A determinare che la Semaglutide può proteggere dalla steatoepatite associata a disfunzione metabolica è stato un team di ricerca internazionale guidato da scienziati della Facoltà di Medicina della Virginia Commonwealth University, che hanno collaborato a stretto contatto con i colleghi di numerosi istituti sparsi per il mondo. Fra quelli coinvolti la Facoltà di Scienze della Vita e Medicina del King's College di Londra; il Dipartimento di Scienze Mediche dell'Università di Torino; la Divisione di Gastroenterologia, Epatologia e Nutrizione dell'Università di Chicago; il Centro tedesco per la ricerca sul diabete; e l'Università della Sorbona di Parigi. I ricercatori, coordinati dal professor Arun Sanyal, direttore dell'Istituto Stravitz-Sanyal per le malattie epatiche e la salute metabolica presso l'ateneo di Richmond, sono giunti alle loro conclusioni dopo aver condotto uno studio clinico di fase 3 randomizzato, in doppio cieco e controllato con placebo (il gold standard della ricerca scientifica) su 800 pazienti affetti dalla malattia epatica.

I partecipanti, provenienti da decine di Paesi diversi, sono stati suddivisi in due gruppi: il gruppo di intervento (534) ha ricevuto iniezioni settimanali di Semaglutide (dose da 2,4 milligrammi) e il gruppo placebo (266). Lo studio complessivo, ancora in corso, durerà 240 settimane, ma i primi risultati sono stati raccolti dopo un periodo di follow-up di 72 settimane, circa un anno e mezzo. Incrociando tutti i dati sono emersi i seguenti risultati: la steatoepatite senza peggioramento della fibrosi si è verificata nel 62,9 percento dei pazienti del gruppo Semaglutide e nel 34,3 percento del gruppo placebo; la riduzione della fibrosi senza peggioramento della steatoepatite è stata osservata nel 36,8 percento dei pazienti del gruppo Semaglutide e nel 22,4 percento di quelli nel gruppo placebo. Complessivamente la risoluzione del fegato grasso e la riduzione della fibrosi sono state osservate nel 32,7 percento dei pazienti del gruppo di intervento e nel 16,1 percento di quelli del gruppo placebo. Sono risultati che evidenziano in modo netto e chiaro i significativi benefici offerti dalla Semaglutide contro la malattia epatica. Anche la perdita di peso è stata sensibilmente maggiore nel gruppo di intervento, pari a una riduzione media del 10,5 percento, contro il 2,0 percento registrato nel gruppo placebo.

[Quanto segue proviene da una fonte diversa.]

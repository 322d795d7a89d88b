//! Shared fixtures for integration tests: a seeded in-memory store, a fake
//! messaging provider, and a hand-cranked clock.
#![allow(dead_code)]

use std::sync::atomic::{AtomicBool, AtomicI64, Ordering};
use std::sync::{Arc, Mutex};

use async_trait::async_trait;
use chrono::{DateTime, TimeZone, Utc};
use tempfile::TempDir;

use radsync::domain::NewStudy;
use radsync::ingest::Clock;
use radsync::{MediaStore, MessageSyncer, MessagingApi, StudyStore, TelegramError};

pub const MIRROR_CHAT: &str = "-100500";
pub const MIRROR_CHAT_ID: i64 = -100500;
pub const NOTIFY_CHAT: &str = "-100900";
pub const MIRROR_MESSAGE_ID: i64 = 7;

/// One recorded provider call.
#[derive(Debug, Clone, PartialEq, Eq)]
pub enum ApiCall {
    Send {
        chat_id: String,
        text: String,
    },
    Edit {
        chat_id: String,
        message_id: i64,
        text: String,
    },
    Delete {
        chat_id: String,
        message_id: i64,
    },
    Resolve {
        file_id: String,
    },
    Download {
        url: String,
    },
}

/// In-process stand-in for the Telegram API. Records every call and can be
/// told to fail specific operations.
pub struct FakeMessaging {
    pub calls: Mutex<Vec<ApiCall>>,
    next_message_id: AtomicI64,
    pub fail_edits: AtomicBool,
    pub fail_downloads: AtomicBool,
    /// Fail only downloads whose URL contains this fragment.
    pub fail_download_matching: Mutex<Option<String>>,
    /// When set, deletes answer "message to delete not found".
    pub messages_missing: AtomicBool,
}

impl FakeMessaging {
    pub fn new() -> Self {
        Self {
            calls: Mutex::new(Vec::new()),
            next_message_id: AtomicI64::new(100),
            fail_edits: AtomicBool::new(false),
            fail_downloads: AtomicBool::new(false),
            fail_download_matching: Mutex::new(None),
            messages_missing: AtomicBool::new(false),
        }
    }

    pub fn calls(&self) -> Vec<ApiCall> {
        self.calls.lock().unwrap().clone()
    }

    fn record(&self, call: ApiCall) {
        self.calls.lock().unwrap().push(call);
    }

    pub fn sends_to(&self, chat_id: &str) -> Vec<String> {
        self.calls()
            .into_iter()
            .filter_map(|c| match c {
                ApiCall::Send { chat_id: chat, text } if chat == chat_id => Some(text),
                _ => None,
            })
            .collect()
    }

    pub fn edits(&self) -> Vec<String> {
        self.calls()
            .into_iter()
            .filter_map(|c| match c {
                ApiCall::Edit { text, .. } => Some(text),
                _ => None,
            })
            .collect()
    }

    pub fn resolved_file_ids(&self) -> Vec<String> {
        self.calls()
            .into_iter()
            .filter_map(|c| match c {
                ApiCall::Resolve { file_id } => Some(file_id),
                _ => None,
            })
            .collect()
    }
}

#[async_trait]
impl MessagingApi for FakeMessaging {
    async fn send_message(&self, chat_id: &str, text: &str) -> Result<i64, TelegramError> {
        self.record(ApiCall::Send {
            chat_id: chat_id.to_string(),
            text: text.to_string(),
        });
        Ok(self.next_message_id.fetch_add(1, Ordering::SeqCst))
    }

    async fn edit_message_text(
        &self,
        chat_id: &str,
        message_id: i64,
        text: &str,
    ) -> Result<(), TelegramError> {
        self.record(ApiCall::Edit {
            chat_id: chat_id.to_string(),
            message_id,
            text: text.to_string(),
        });
        if self.fail_edits.load(Ordering::SeqCst) {
            return Err(TelegramError::Api {
                method: "editMessageText",
                description: "Bad Request: chat not found".to_string(),
            });
        }
        Ok(())
    }

    async fn delete_message(&self, chat_id: &str, message_id: i64) -> Result<(), TelegramError> {
        self.record(ApiCall::Delete {
            chat_id: chat_id.to_string(),
            message_id,
        });
        if self.messages_missing.load(Ordering::SeqCst) {
            return Err(TelegramError::Api {
                method: "deleteMessage",
                description: "Bad Request: message to delete not found".to_string(),
            });
        }
        Ok(())
    }

    async fn resolve_file(&self, file_id: &str) -> Result<String, TelegramError> {
        self.record(ApiCall::Resolve {
            file_id: file_id.to_string(),
        });
        Ok(format!("https://files.test/{}", file_id))
    }

    async fn download_file(&self, download_url: &str) -> Result<Vec<u8>, TelegramError> {
        self.record(ApiCall::Download {
            url: download_url.to_string(),
        });
        let matched = self
            .fail_download_matching
            .lock()
            .unwrap()
            .as_ref()
            .is_some_and(|frag| download_url.contains(frag.as_str()));
        if self.fail_downloads.load(Ordering::SeqCst) || matched {
            return Err(TelegramError::Api {
                method: "downloadFile",
                description: "HTTP 404 Not Found".to_string(),
            });
        }
        Ok(b"ogg-bytes".to_vec())
    }
}

/// Deterministic clock driven by the test.
pub struct FixedClock(Mutex<i64>);

impl FixedClock {
    pub fn at(unix_secs: i64) -> Self {
        Self(Mutex::new(unix_secs))
    }

    pub fn advance(&self, secs: i64) {
        *self.0.lock().unwrap() += secs;
    }

    pub fn now_ts(&self) -> i64 {
        *self.0.lock().unwrap()
    }
}

impl Clock for FixedClock {
    fn now(&self) -> DateTime<Utc> {
        Utc.timestamp_opt(self.now_ts(), 0).unwrap()
    }
}

/// A seeded store plus the wiring most tests need. The temp dir backs the
/// media store and must stay alive for the test's duration.
pub struct Fixture {
    pub store: Arc<StudyStore>,
    pub api: Arc<FakeMessaging>,
    pub syncer: Arc<MessageSyncer>,
    pub clock: Arc<FixedClock>,
    pub media: MediaStore,
    pub temp: TempDir,
    pub study_id: i64,
    pub resident_id: i64,
    pub attending_id: i64,
    pub admin_id: i64,
    modality_id: i64,
    exam_type_id: i64,
}

impl Fixture {
    /// Add another study sharing the fixture's physicians and exam setup.
    pub fn add_study(&self, patient_code: &str, firstname: &str, lastname: &str) -> i64 {
        let patient = self
            .store
            .insert_patient(patient_code, firstname, lastname, None, None)
            .unwrap();
        self.store
            .insert_study(&NewStudy {
                patient_id: patient,
                modality_id: self.modality_id,
                exam_type_id: self.exam_type_id,
                exam_date: "2024-11-03".to_string(),
                exam_time: "09:00".to_string(),
                resident_id: self.resident_id,
                attending_id: self.attending_id,
                ..NewStudy::default()
            })
            .unwrap()
    }
}

/// Build a fixture with one study whose mirror already exists
/// (`MIRROR_CHAT` / `MIRROR_MESSAGE_ID`).
pub fn fixture() -> Fixture {
    let store = Arc::new(StudyStore::open_in_memory().unwrap());

    let patient = store
        .insert_patient("P-100", "Jane", "Doe", Some(1980), Some("F"))
        .unwrap();
    let modality_id = store.insert_modality("CT", "Computed Tomography").unwrap();
    let exam_type_id = store
        .insert_exam_type("BRAIN_WC", "Brain with contrast")
        .unwrap();
    let resident_id = store.insert_user("res", "Res Ident", "resident").unwrap();
    let attending_id = store.insert_user("att", "Att Ending", "attending").unwrap();
    let admin_id = store.insert_user("adm", "Ad Min", "admin").unwrap();

    let study_id = store
        .insert_study(&NewStudy {
            patient_id: patient,
            modality_id,
            exam_type_id,
            exam_date: "2024-11-02".to_string(),
            exam_time: "10:30".to_string(),
            patient_age: Some(44),
            resident_id,
            attending_id,
            ..NewStudy::default()
        })
        .unwrap();
    store
        .set_mirror(study_id, MIRROR_CHAT, MIRROR_MESSAGE_ID)
        .unwrap();

    let api = Arc::new(FakeMessaging::new());
    let syncer = Arc::new(MessageSyncer::new(
        api.clone(),
        store.clone(),
        MIRROR_CHAT.to_string(),
    ));

    let temp = TempDir::new().unwrap();
    let media = MediaStore::new(temp.path().join("voices"), temp.path().join("reports"));

    Fixture {
        store,
        api,
        syncer,
        clock: Arc::new(FixedClock::at(1_700_000_000)),
        media,
        temp,
        study_id,
        resident_id,
        attending_id,
        admin_id,
        modality_id,
        exam_type_id,
    }
}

“I risultati di questo studio fondamentale condotto in 37 Paesi forniscono una solida prova che la Semaglutide può aiutare i pazienti affetti da MASH non solo migliorando la salute del fegato, ma anche affrontando i problemi metabolici sottostanti che contribuiscono alla malattia”, ha affermato in un comunicato stampa il professor Sanyal. La speranza, pertanto, è che il farmaco possa essere approvato anche contro la malattia del fegato grasso. “Se approvato, questo potrebbe offrire un'ulteriore opzione terapeutica per i pazienti con MASH e fibrosi. Questo è fondamentale, dato lo stretto legame tra MASH e patologie cardiovascolari, metaboliche e renali, in cui la Semaglutide ha già dimostrato comprovati benefici per la salute”, ha chiosato l'autore principale dello studio. I dettagli della ricerca “Phase 3 Trial of Semaglutide in Metabolic Dysfunction–Associated Steatohepatitis” sono stati applicati sul The New England Journal of Medicine, considerata la più autorevole rivista al mondo in ambito medico.